- What the exercise asks: Report each line of the entries that includes "draft" by copying it.

Records from a data source:

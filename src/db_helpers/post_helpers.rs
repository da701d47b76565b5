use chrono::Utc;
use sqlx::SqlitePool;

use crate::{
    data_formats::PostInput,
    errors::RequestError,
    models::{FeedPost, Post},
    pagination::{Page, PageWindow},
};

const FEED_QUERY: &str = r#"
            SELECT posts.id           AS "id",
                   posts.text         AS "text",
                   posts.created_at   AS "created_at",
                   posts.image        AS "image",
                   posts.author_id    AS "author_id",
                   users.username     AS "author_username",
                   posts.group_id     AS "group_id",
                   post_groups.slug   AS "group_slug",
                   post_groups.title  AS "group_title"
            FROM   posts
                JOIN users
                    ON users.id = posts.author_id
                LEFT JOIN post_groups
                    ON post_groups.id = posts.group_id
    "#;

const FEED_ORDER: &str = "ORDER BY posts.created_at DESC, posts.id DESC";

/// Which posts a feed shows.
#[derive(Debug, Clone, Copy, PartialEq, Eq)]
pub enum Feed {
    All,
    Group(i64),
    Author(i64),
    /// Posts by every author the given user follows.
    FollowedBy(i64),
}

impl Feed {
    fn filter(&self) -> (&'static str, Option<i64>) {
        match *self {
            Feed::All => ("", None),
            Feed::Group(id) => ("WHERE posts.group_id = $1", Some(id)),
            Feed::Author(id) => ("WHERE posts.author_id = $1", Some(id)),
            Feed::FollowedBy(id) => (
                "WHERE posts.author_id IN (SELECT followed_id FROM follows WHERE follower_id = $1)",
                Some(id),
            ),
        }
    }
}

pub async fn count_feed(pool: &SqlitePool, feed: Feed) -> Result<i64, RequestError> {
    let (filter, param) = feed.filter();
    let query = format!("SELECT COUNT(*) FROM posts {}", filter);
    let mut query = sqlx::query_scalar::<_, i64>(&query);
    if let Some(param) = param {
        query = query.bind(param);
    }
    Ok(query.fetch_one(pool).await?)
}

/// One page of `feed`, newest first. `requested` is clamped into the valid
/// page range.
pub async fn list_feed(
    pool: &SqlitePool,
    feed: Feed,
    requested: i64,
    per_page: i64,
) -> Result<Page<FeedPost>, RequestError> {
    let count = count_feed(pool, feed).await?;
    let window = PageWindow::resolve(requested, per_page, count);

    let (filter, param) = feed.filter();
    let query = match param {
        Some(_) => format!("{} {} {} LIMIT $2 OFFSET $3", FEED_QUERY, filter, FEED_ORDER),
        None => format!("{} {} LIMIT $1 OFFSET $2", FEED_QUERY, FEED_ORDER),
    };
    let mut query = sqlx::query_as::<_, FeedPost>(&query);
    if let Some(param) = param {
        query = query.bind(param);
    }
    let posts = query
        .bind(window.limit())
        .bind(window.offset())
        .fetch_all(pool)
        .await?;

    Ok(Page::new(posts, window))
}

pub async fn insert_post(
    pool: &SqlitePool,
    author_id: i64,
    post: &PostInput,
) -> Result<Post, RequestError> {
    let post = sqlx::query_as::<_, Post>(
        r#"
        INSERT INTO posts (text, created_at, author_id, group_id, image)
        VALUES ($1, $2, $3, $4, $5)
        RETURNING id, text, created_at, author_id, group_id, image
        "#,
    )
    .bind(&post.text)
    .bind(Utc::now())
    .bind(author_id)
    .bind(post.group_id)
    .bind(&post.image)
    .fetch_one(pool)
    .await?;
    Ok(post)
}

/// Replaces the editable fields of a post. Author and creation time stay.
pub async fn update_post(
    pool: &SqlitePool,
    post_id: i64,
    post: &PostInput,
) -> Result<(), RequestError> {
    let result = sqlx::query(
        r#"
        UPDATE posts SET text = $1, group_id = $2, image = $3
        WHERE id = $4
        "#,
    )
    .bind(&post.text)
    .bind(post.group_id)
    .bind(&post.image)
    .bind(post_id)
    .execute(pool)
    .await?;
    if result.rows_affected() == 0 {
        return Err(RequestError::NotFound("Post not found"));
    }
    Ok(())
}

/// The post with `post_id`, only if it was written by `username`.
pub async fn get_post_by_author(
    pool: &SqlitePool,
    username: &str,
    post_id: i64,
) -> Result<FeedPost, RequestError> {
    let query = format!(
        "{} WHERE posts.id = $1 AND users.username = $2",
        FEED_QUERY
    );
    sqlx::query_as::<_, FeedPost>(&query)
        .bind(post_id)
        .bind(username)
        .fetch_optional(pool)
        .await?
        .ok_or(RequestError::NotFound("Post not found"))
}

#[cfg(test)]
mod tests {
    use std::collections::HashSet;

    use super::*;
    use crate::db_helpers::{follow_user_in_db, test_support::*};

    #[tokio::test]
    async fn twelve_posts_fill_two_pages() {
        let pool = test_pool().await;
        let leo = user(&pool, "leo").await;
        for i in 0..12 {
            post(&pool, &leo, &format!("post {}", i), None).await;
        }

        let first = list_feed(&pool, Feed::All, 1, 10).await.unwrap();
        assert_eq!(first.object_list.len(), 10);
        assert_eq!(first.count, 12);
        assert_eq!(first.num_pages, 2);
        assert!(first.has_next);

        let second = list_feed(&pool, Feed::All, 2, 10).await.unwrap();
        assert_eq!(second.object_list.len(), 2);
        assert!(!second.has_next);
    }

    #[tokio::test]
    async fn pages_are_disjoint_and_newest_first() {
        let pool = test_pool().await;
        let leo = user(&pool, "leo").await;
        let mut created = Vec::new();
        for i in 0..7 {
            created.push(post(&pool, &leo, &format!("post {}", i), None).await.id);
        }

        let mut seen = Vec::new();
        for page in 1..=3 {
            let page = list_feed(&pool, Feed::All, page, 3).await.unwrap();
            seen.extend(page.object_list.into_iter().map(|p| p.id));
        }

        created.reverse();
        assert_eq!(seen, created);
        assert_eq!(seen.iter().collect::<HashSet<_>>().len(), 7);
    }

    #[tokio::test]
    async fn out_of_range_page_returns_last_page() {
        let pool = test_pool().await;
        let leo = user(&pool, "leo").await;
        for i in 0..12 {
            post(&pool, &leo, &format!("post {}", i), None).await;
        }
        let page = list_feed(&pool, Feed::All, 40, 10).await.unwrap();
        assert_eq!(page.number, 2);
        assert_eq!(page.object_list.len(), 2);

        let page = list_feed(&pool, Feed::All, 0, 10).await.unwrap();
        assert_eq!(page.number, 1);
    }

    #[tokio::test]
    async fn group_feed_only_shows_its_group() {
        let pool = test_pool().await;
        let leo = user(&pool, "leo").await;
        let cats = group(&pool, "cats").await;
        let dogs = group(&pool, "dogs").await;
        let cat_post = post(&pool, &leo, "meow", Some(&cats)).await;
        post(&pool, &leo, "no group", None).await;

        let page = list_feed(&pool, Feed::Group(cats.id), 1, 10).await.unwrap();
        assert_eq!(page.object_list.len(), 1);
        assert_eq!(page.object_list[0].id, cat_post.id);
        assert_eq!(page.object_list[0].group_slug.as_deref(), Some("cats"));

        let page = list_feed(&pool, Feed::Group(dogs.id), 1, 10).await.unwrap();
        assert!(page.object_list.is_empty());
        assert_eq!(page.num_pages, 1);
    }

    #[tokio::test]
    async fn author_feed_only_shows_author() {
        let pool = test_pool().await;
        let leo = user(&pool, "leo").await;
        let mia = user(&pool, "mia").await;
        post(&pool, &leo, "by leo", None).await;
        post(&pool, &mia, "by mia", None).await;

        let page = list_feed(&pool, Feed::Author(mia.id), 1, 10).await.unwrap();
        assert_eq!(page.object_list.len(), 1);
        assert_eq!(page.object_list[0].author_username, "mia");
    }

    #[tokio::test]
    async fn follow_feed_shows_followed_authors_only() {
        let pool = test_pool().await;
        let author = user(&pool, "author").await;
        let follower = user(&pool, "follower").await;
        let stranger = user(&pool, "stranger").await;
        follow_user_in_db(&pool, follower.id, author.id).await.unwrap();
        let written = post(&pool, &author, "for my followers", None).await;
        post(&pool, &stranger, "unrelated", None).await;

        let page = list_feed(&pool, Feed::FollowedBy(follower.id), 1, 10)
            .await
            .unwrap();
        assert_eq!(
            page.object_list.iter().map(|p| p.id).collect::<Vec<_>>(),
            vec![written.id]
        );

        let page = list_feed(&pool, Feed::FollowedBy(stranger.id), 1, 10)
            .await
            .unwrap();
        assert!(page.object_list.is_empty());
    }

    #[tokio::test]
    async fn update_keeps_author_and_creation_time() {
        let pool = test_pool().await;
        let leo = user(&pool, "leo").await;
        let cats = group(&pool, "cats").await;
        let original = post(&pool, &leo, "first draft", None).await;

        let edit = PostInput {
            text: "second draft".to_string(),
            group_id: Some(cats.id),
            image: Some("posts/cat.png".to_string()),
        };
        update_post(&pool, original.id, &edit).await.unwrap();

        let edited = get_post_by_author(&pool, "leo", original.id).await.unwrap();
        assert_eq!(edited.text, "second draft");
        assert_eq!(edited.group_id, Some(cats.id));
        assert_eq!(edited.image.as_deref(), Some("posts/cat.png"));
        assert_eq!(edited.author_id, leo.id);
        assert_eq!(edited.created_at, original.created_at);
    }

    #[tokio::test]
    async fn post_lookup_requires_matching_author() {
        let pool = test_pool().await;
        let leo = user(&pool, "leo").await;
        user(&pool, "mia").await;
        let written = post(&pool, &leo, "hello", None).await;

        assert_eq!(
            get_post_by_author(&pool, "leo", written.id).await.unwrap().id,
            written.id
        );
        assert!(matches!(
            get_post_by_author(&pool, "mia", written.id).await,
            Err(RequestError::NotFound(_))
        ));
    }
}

- Response to this exercise:
        let original = post(&pool, &leo, "first draft", None).await;
            text: "second draft".to_string(),
        assert_eq!(edited.text, "second draft");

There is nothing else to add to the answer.